::: Dataset records

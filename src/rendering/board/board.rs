//! ASCII board drawing for the terminal surface

use crate::game::types::{PieceColor, Square};
use crate::rendering::board::HighlightTheme;
use crate::rendering::surface::OverlayState;

/// Expand the placement field of a FEN string into 64 cells, a1 first
fn placement_cells(board: &str) -> [char; 64] {
    let mut cells = ['.'; 64];
    let Some(placement) = board.split_whitespace().next() else {
        return cells;
    };

    for (row, rank_str) in placement.split('/').take(8).enumerate() {
        let rank = 7 - row;
        let mut file = 0usize;
        for c in rank_str.chars() {
            if let Some(skip) = c.to_digit(10) {
                file = file.saturating_add(skip as usize);
            } else if file < 8 {
                cells[rank * 8 + file] = c;
                file += 1;
            }
        }
    }
    cells
}

/// Draw `board` with overlay glyphs, from `orientation`'s side
///
/// Each cell is the piece letter (or `.`) followed by the glyph of the
/// square's highest-priority mark.
pub fn render_board(
    board: &str,
    overlay: &OverlayState,
    theme: &HighlightTheme,
    orientation: PieceColor,
) -> String {
    let cells = placement_cells(board);
    let ranks: Vec<u8> = match orientation {
        PieceColor::White => (0..8).rev().collect(),
        PieceColor::Black => (0..8).collect(),
    };
    let files: Vec<u8> = match orientation {
        PieceColor::White => (0..8).collect(),
        PieceColor::Black => (0..8).rev().collect(),
    };

    let mut out = String::new();
    for &rank in &ranks {
        out.push_str(&format!("{} ", rank + 1));
        for &file in &files {
            let Some(square) = Square::new(file, rank) else {
                continue;
            };
            let glyph = overlay
                .top_mark(square)
                .map_or(' ', |mark| theme.token(mark).glyph);
            out.push(' ');
            out.push(cells[usize::from(square.index())]);
            out.push(glyph);
        }
        out.push('\n');
    }

    out.push_str("  ");
    for &file in &files {
        out.push(' ');
        out.push((b'a' + file) as char);
        out.push(' ');
    }
    out.push('\n');
    out
}
//! Game mode and move provider selection
//!
//! Decides whether the opponent is a remote human or an automated move
//! provider, and which provider endpoint answers.
//!
//! # Game Modes
//!
//! - **LocalMultiplayer**: The opponent is another client on the game server;
//!   the server assigns colors.
//! - **VsAutomated**: The opponent is a move provider service; the local
//!   color is chosen locally and the provider moves first when it is white.
//!
//! # Provider Modes
//!
//! | Mode      | Endpoint                  | Behaviour             |
//! |-----------|---------------------------|-----------------------|
//! | `random`  | `/move-provider/random`   | Any legal move        |
//! | `minimax` | `/move-provider/minimax`  | Shallow search        |
//! | `nn`      | `/move-provider/nn`       | Neural network policy |

use crate::game::error::{GameError, GameResult};
use serde::{Deserialize, Serialize};
use std::fmt;
use std::str::FromStr;

/// Which move provider answers in [`GameMode::VsAutomated`]
#[derive(Debug, Clone, Copy, PartialEq, Eq, Hash, Serialize, Deserialize)]
#[serde(rename_all = "snake_case")]
pub enum ProviderMode {
    Random,
    Minimax,
    Nn,
}

impl ProviderMode {
    /// Path segment under `/move-provider/`
    pub fn path_segment(self) -> &'static str {
        match self {
            ProviderMode::Random => "random",
            ProviderMode::Minimax => "minimax",
            ProviderMode::Nn => "nn",
        }
    }

    pub fn description(self) -> &'static str {
        match self {
            ProviderMode::Random => "Random mover",
            ProviderMode::Minimax => "Minimax search",
            ProviderMode::Nn => "Neural network",
        }
    }
}

impl fmt::Display for ProviderMode {
    fn fmt(&self, f: &mut fmt::Formatter<'_>) -> fmt::Result {
        f.write_str(self.path_segment())
    }
}

/// Who the local player is up against
#[derive(Debug, Clone, Copy, PartialEq, Eq, Default)]
pub enum GameMode {
    /// Human vs human through the game server
    #[default]
    LocalMultiplayer,
    /// Human vs an automated move provider
    VsAutomated(ProviderMode),
}

impl GameMode {
    pub fn provider(self) -> Option<ProviderMode> {
        match self {
            GameMode::LocalMultiplayer => None,
            GameMode::VsAutomated(mode) => Some(mode),
        }
    }

    pub fn is_automated(self) -> bool {
        self.provider().is_some()
    }
}

impl FromStr for GameMode {
    type Err = GameError;

    /// Parses `multiplayer`, `random`, `minimax` or `nn`
    fn from_str(s: &str) -> GameResult<Self> {
        match s.trim().to_ascii_lowercase().as_str() {
            "multiplayer" | "local" => Ok(GameMode::LocalMultiplayer),
            "random" => Ok(GameMode::VsAutomated(ProviderMode::Random)),
            "minimax" => Ok(GameMode::VsAutomated(ProviderMode::Minimax)),
            "nn" => Ok(GameMode::VsAutomated(ProviderMode::Nn)),
            other => Err(GameError::InvalidMode {
                name: other.to_string(),
            }),
        }
    }
}

#[cfg(test)]
mod tests {
    use super::*;

    #[test]
    fn test_parse_modes() {
        assert_eq!("multiplayer".parse::<GameMode>().unwrap(), GameMode::LocalMultiplayer);
        assert_eq!(
            "NN".parse::<GameMode>().unwrap(),
            GameMode::VsAutomated(ProviderMode::Nn)
        );
        assert!("stockfish".parse::<GameMode>().is_err());
    }

    #[test]
    fn test_provider_path_segments() {
        assert_eq!(ProviderMode::Random.path_segment(), "random");
        assert_eq!(ProviderMode::Minimax.to_string(), "minimax");
        assert_eq!(ProviderMode::Nn.description(), "Neural network");
        assert!(GameMode::VsAutomated(ProviderMode::Nn).is_automated());
        assert_eq!(GameMode::LocalMultiplayer.provider(), None);
    }
}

::::::

Word for word, set down all of the material.

filename src/rendering/board/board.rs
//! ASCII board drawing for the terminal surface

use crate::game::types::{PieceColor, Square};
use crate::rendering::board::HighlightTheme;
use crate::rendering::surface::OverlayState;

/// Expand the placement field of a FEN string into 64 cells, a1 first
fn placement_cells(board: &str) -> [char; 64] {
    let mut cells = ['.'; 64];
    let Some(placement) = board.split_whitespace().next() else {
        return cells;
    };

    for (row, rank_str) in placement.split('/').take(8).enumerate() {
        let rank = 7 - row;
        let mut file = 0usize;
        for c in rank_str.chars() {
            if let Some(skip) = c.to_digit(10) {
                file = file.saturating_add(skip as usize);
            } else if file < 8 {
                cells[rank * 8 + file] = c;
                file += 1;
            }
        }
    }
    cells
}

/// Draw `board` with overlay glyphs, from `orientation`'s side
///
/// Each cell is the piece letter (or `.`) followed by the glyph of the
/// square's highest-priority mark.
pub fn render_board(
    board: &str,
    overlay: &OverlayState,
    theme: &HighlightTheme,
    orientation: PieceColor,
) -> String {
    let cells = placement_cells(board);
    let ranks: Vec<u8> = match orientation {
        PieceColor::White => (0..8).rev().collect(),
        PieceColor::Black => (0..8).collect(),
    };
    let files: Vec<u8> = match orientation {
        PieceColor::White => (0..8).collect(),
        PieceColor::Black => (0..8).rev().collect(),
    };

    let mut out = String::new();
    for &rank in &ranks {
        out.push_str(&format!("{} ", rank + 1));
        for &file in &files {
            let Some(square) = Square::new(file, rank) else {
                continue;
            };
            let glyph = overlay
                .top_mark(square)
                .map_or(' ', |mark| theme.token(mark).glyph);
            out.push(' ');
            out.push(cells[usize::from(square.index())]);
            out.push(glyph);
        }
        out.push('\n');
    }

    out.push_str("  ");
    for &file in &files {
        out.push(' ');
        out.push((b'a' + file) as char);
        out.push(' ');
    }
    out.push('\n');
    out
}
//! Game mode and move provider selection
//!
//! Decides whether the opponent is a remote human or an automated move
//! provider, and which provider endpoint answers.
//!
//! # Game Modes
//!
//! - **LocalMultiplayer**: The opponent is another client on the game server;
//!   the server assigns colors.
//! - **VsAutomated**: The opponent is a move provider service; the local
//!   color is chosen locally and the provider moves first when it is white.
//!
//! # Provider Modes
//!
//! | Mode      | Endpoint                  | Behaviour             |
//! |-----------|---------------------------|-----------------------|
//! | `random`  | `/move-provider/random`   | Any legal move        |
//! | `minimax` | `/move-provider/minimax`  | Shallow search        |
//! | `nn`      | `/move-provider/nn`       | Neural network policy |

use crate::game::error::{GameError, GameResult};
use serde::{Deserialize, Serialize};
use std::fmt;
use std::str::FromStr;

/// Which move provider answers in [`GameMode::VsAutomated`]
#[derive(Debug, Clone, Copy, PartialEq, Eq, Hash, Serialize, Deserialize)]
#[serde(rename_all = "snake_case")]
pub enum ProviderMode {
    Random,
    Minimax,
    Nn,
}

impl ProviderMode {
    /// Path segment under `/move-provider/`
    pub fn path_segment(self) -> &'static str {
        match self {
            ProviderMode::Random => "random",
            ProviderMode::Minimax => "minimax",
            ProviderMode::Nn => "nn",
        }
    }

    pub fn description(self) -> &'static str {
        match self {
            ProviderMode::Random => "Random mover",
            ProviderMode::Minimax => "Minimax search",
            ProviderMode::Nn => "Neural network",
        }
    }
}

impl fmt::Display for ProviderMode {
    fn fmt(&self, f: &mut fmt::Formatter<'_>) -> fmt::Result {
        f.write_str(self.path_segment())
    }
}

/// Who the local player is up against
#[derive(Debug, Clone, Copy, PartialEq, Eq, Default)]
pub enum GameMode {
    /// Human vs human through the game server
    #[default]
    LocalMultiplayer,
    /// Human vs an automated move provider
    VsAutomated(ProviderMode),
}

impl GameMode {
    pub fn provider(self) -> Option<ProviderMode> {
        match self {
            GameMode::LocalMultiplayer => None,
            GameMode::VsAutomated(mode) => Some(mode),
        }
    }

    pub fn is_automated(self) -> bool {
        self.provider().is_some()
    }
}

impl FromStr for GameMode {
    type Err = GameError;

    /// Parses `multiplayer`, `random`, `minimax` or `nn`
    fn from_str(s: &str) -> GameResult<Self> {
        match s.trim().to_ascii_lowercase().as_str() {
            "multiplayer" | "local" => Ok(GameMode::LocalMultiplayer),
            "random" => Ok(GameMode::VsAutomated(ProviderMode::Random)),
            "minimax" => Ok(GameMode::VsAutomated(ProviderMode::Minimax)),
            "nn" => Ok(GameMode::VsAutomated(ProviderMode::Nn)),
            other => Err(GameError::InvalidMode {
                name: other.to_string(),
            }),
        }
    }
}

#[cfg(test)]
mod tests {
    use super::*;

    #[test]
    fn test_parse_modes() {
        assert_eq!("multiplayer".parse::<GameMode>().unwrap(), GameMode::LocalMultiplayer);
        assert_eq!(
            "NN".parse::<GameMode>().unwrap(),
            GameMode::VsAutomated(ProviderMode::Nn)
        );
        assert!("stockfish".parse::<GameMode>().is_err());
    }

    #[test]
    fn test_provider_path_segments() {
        assert_eq!(ProviderMode::Random.path_segment(), "random");
        assert_eq!(ProviderMode::Minimax.to_string(), "minimax");
        assert_eq!(ProviderMode::Nn.description(), "Neural network");
        assert!(GameMode::VsAutomated(ProviderMode::Nn).is_automated());
        assert_eq!(GameMode::LocalMultiplayer.provider(), None);
    }
}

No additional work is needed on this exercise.